Has Apple switched on proactive PR with its launch of the iPhone 7?

It's a time for boundaries to be broken and technology to be redefined. In short, it's time for the launch of the new iPhone 7.

Has Apple changed tack with its PR? asks Heidi Myers
Has Apple changed tack with its PR? asks Heidi Myers
Yesterday we saw the return of the largest and most awaited product launch of the year as the next generation of Apple products were revealed. 

While speculation reached new heights in the run up to the launch, Apple, as it’s notoriously known for, kept its silence. 

However, for the first time we’ve seen a change in tack when it came to its PR. 

First, Tim Cook, Apple’s CEO, did an interview to celebrate his five years at the top and the billionth iPhone sale. 

Apple tweet iPhone 7 

This is unusual for them, despite already having a number of accounts for support and services, this is the first time that they have taken a centralised approach. 

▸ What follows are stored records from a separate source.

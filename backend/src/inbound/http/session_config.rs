//! Session cookie configuration read from the environment.
//!
//! Debug builds fall back to permissive defaults with a warning. Release
//! builds require every toggle to be present and valid, and refuse ephemeral
//! keys.
//!
//! | Variable | Meaning |
//! |---|---|
//! | `SESSION_KEY_FILE` | Path to at least 64 bytes of key material |
//! | `SESSION_COOKIE_SECURE` | Mark the cookie `Secure` |
//! | `SESSION_SAMESITE` | `Strict`, `Lax` or `None` |
//! | `SESSION_ALLOW_EPHEMERAL` | Generate a throwaway key when the file is unreadable |

pub mod fingerprint;

use std::path::PathBuf;

use actix_session::config::{CookieContentSecurity, PersistentSession};
use actix_session::{SessionMiddleware, storage::CookieSessionStore};
use actix_web::cookie::{Key, SameSite, time::Duration};
use mockable::Env;
use tracing::warn;
use zeroize::Zeroize;

use crate::inbound::http::url_signer::UrlSigner;

const KEY_FILE_ENV: &str = "SESSION_KEY_FILE";
const COOKIE_SECURE_ENV: &str = "SESSION_COOKIE_SECURE";
const SAMESITE_ENV: &str = "SESSION_SAMESITE";
const ALLOW_EPHEMERAL_ENV: &str = "SESSION_ALLOW_EPHEMERAL";
const DEFAULT_KEY_PATH: &str = "/var/run/secrets/session_key";
const MIN_KEY_LEN: usize = 64;
const BOOL_EXPECTED: &str = "1|0|true|false|yes|no|y|n";
const SAMESITE_EXPECTED: &str = "Strict|Lax|None";

/// Name of the session cookie.
pub const SESSION_COOKIE: &str = "session";
/// Lifetime of an idle session.
pub const SESSION_TTL_HOURS: i64 = 2;

/// Whether validation is lenient (debug) or strict (release).
#[derive(Clone, Copy, Debug, Eq, PartialEq)]
pub enum BuildMode {
    /// Missing or malformed toggles fall back to defaults.
    Debug,
    /// Missing or malformed toggles are errors.
    Release,
}

impl BuildMode {
    /// Mode matching `cfg!(debug_assertions)`.
    #[must_use]
    pub const fn current() -> Self {
        if cfg!(debug_assertions) {
            Self::Debug
        } else {
            Self::Release
        }
    }

    const fn is_debug(self) -> bool {
        matches!(self, Self::Debug)
    }
}

/// Validated cookie session settings.
#[derive(Clone)]
pub struct SessionSettings {
    /// Cookie encryption and signing key.
    pub key: Key,
    /// Whether the cookie carries the `Secure` attribute.
    pub cookie_secure: bool,
    /// `SameSite` policy for the cookie.
    pub same_site: SameSite,
}

impl SessionSettings {
    /// Cookie session middleware for these settings.
    pub fn middleware(&self) -> SessionMiddleware<CookieSessionStore> {
        SessionMiddleware::builder(CookieSessionStore::default(), self.key.clone())
            .cookie_name(SESSION_COOKIE.to_owned())
            .cookie_path("/".to_owned())
            .cookie_secure(self.cookie_secure)
            .cookie_http_only(true)
            .cookie_content_security(CookieContentSecurity::Private)
            .cookie_same_site(self.same_site)
            .session_lifecycle(
                PersistentSession::default().session_ttl(Duration::hours(SESSION_TTL_HOURS)),
            )
            .build()
    }

    /// URL signer keyed from the session key.
    pub fn url_signer(&self) -> UrlSigner {
        UrlSigner::from_key(&self.key)
    }
}

/// Session configuration failures.
#[derive(thiserror::Error, Debug)]
pub enum SessionConfigError {
    /// Required variable absent.
    #[error("missing required environment variable: {name}")]
    MissingEnv {
        /// Variable name.
        name: &'static str,
    },
    /// Variable present with an unusable value.
    #[error("invalid value for {name}='{value}'; expected {expected}")]
    InvalidEnv {
        /// Variable name.
        name: &'static str,
        /// Value found.
        value: String,
        /// Accepted values.
        expected: &'static str,
    },
    /// Key file unreadable.
    #[error("failed to read session key at {path}: {source}")]
    KeyRead {
        /// Key file path.
        path: PathBuf,
        /// Underlying I/O error.
        #[source]
        source: std::io::Error,
    },
    /// Key file shorter than [`MIN_KEY_LEN`] bytes.
    #[error("session key at {path} too short: need >= {min_len} bytes, got {length}")]
    KeyTooShort {
        /// Key file path.
        path: PathBuf,
        /// Bytes read.
        length: usize,
        /// Bytes required.
        min_len: usize,
    },
    /// `SameSite=None` without a secure cookie.
    #[error("SESSION_SAMESITE=None requires SESSION_COOKIE_SECURE=1")]
    InsecureSameSiteNone,
    /// Ephemeral keys requested in a release build.
    #[error("SESSION_ALLOW_EPHEMERAL must be 0 in release builds")]
    EphemeralNotAllowed,
}

/// Read and validate session settings.
///
/// # Examples
/// ```
/// use geocache::inbound::http::session_config::{BuildMode, session_settings_from_env};
/// use mockable::MockEnv;
///
/// let mut env = MockEnv::new();
/// env.expect_string().returning(|_| None);
/// let settings = session_settings_from_env(&env, BuildMode::Debug).expect("debug defaults");
/// assert!(settings.cookie_secure);
/// ```
pub fn session_settings_from_env<E: Env>(
    env: &E,
    mode: BuildMode,
) -> Result<SessionSettings, SessionConfigError> {
    let cookie_secure = read_flag(env, mode, COOKIE_SECURE_ENV, true)?;
    let same_site = read_same_site(env, mode, cookie_secure)?;
    let allow_ephemeral = read_flag(env, mode, ALLOW_EPHEMERAL_ENV, false)?;
    if allow_ephemeral && !mode.is_debug() {
        return Err(SessionConfigError::EphemeralNotAllowed);
    }
    let key = read_key(env, mode, allow_ephemeral)?;
    Ok(SessionSettings {
        key,
        cookie_secure,
        same_site,
    })
}

/// In debug builds log `warning` and use `fallback`; in release builds fail.
fn lenient<T>(
    mode: BuildMode,
    fallback: T,
    error: SessionConfigError,
    warning: &str,
) -> Result<T, SessionConfigError> {
    if mode.is_debug() {
        warn!(%error, "{warning}");
        Ok(fallback)
    } else {
        Err(error)
    }
}

fn parse_bool(value: &str) -> Option<bool> {
    match value.trim().to_ascii_lowercase().as_str() {
        "1" | "true" | "yes" | "y" => Some(true),
        "0" | "false" | "no" | "n" => Some(false),
        _ => None,
    }
}

fn read_flag<E: Env>(
    env: &E,
    mode: BuildMode,
    name: &'static str,
    default: bool,
) -> Result<bool, SessionConfigError> {
    let Some(value) = env.string(name) else {
        return lenient(
            mode,
            default,
            SessionConfigError::MissingEnv { name },
            "session toggle not set; using default",
        );
    };
    match parse_bool(&value) {
        Some(flag) => Ok(flag),
        None => lenient(
            mode,
            default,
            SessionConfigError::InvalidEnv {
                name,
                value,
                expected: BOOL_EXPECTED,
            },
            "session toggle invalid; using default",
        ),
    }
}

fn read_same_site<E: Env>(
    env: &E,
    mode: BuildMode,
    cookie_secure: bool,
) -> Result<SameSite, SessionConfigError> {
    let default = if mode.is_debug() {
        SameSite::Lax
    } else {
        SameSite::Strict
    };
    let Some(value) = env.string(SAMESITE_ENV) else {
        return lenient(
            mode,
            default,
            SessionConfigError::MissingEnv { name: SAMESITE_ENV },
            "SameSite policy not set; using default",
        );
    };
    match value.trim().to_ascii_lowercase().as_str() {
        "strict" => Ok(SameSite::Strict),
        "lax" => Ok(SameSite::Lax),
        "none" if cookie_secure => Ok(SameSite::None),
        "none" => lenient(
            mode,
            SameSite::None,
            SessionConfigError::InsecureSameSiteNone,
            "browsers may reject SameSite=None cookies without Secure",
        ),
        _ => lenient(
            mode,
            default,
            SessionConfigError::InvalidEnv {
                name: SAMESITE_ENV,
                value,
                expected: SAMESITE_EXPECTED,
            },
            "SameSite policy invalid; using default",
        ),
    }
}

fn read_key<E: Env>(
    env: &E,
    mode: BuildMode,
    allow_ephemeral: bool,
) -> Result<Key, SessionConfigError> {
    let path = PathBuf::from(
        env.string(KEY_FILE_ENV)
            .unwrap_or_else(|| DEFAULT_KEY_PATH.to_owned()),
    );
    match std::fs::read(&path) {
        Ok(mut bytes) => {
            let length = bytes.len();
            if length < MIN_KEY_LEN {
                bytes.zeroize();
                return lenient(
                    mode,
                    Key::generate(),
                    SessionConfigError::KeyTooShort {
                        path,
                        length,
                        min_len: MIN_KEY_LEN,
                    },
                    "session key too short; using an ephemeral key",
                );
            }
            let key = Key::derive_from(&bytes);
            bytes.zeroize();
            Ok(key)
        }
        Err(source) if mode.is_debug() || allow_ephemeral => {
            warn!(
                path = %path.display(),
                error = %source,
                "session key unreadable; using an ephemeral key"
            );
            Ok(Key::generate())
        }
        Err(source) => Err(SessionConfigError::KeyRead { path, source }),
    }
}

But could all of this just be a coincidence? 

Apple’s changes are subtle, but this is what we have come to expect. 

For the most watched brand in the world, it’s important that it keeps its PR consistent; anything else could have damaging consequences. 

The Apple brand is so pervasive and powerful that its PR team has a very different job on its hands in comparison to others. 

Nearly every product-led business needs to shout from the rooftops about what it wants to flog. 

But for Apple, people have a strong affinity with the brand. They have an emotional stake in it and it helps define who they are. 

This means managing and directing the fevered anticipation rather than trying to create it. 

Perhaps the reason for more proactive PR this year signifies a subtle change in how the brand is perceived. 

It’s still hugely successful, but there are murmurings around slowing iPhone sales, a 14.6% decline in revenues, the Daily Mail called the Apple Watch a flop, and it has faced issues with the FBI, in the US and tax in the EU. 

This is a tiny spec of tarnish on a very glossy brand, but it signifies a shift. Maybe that’s why we’ve seen Apple try to control the discourse more. 

The buzz isn’t to its liking this time. And when that happens, you have to start being proactive to push it back in the right direction. 

Regardless of these changes, Apple is famously disciplined in every aspect of what it does and PR is no exception. 

No other brand has been more focused in broadcasting a consistent, cool and premium self-image and given that Apple is probably the most effective PR machine in the world; maybe we can all learn something from their approach.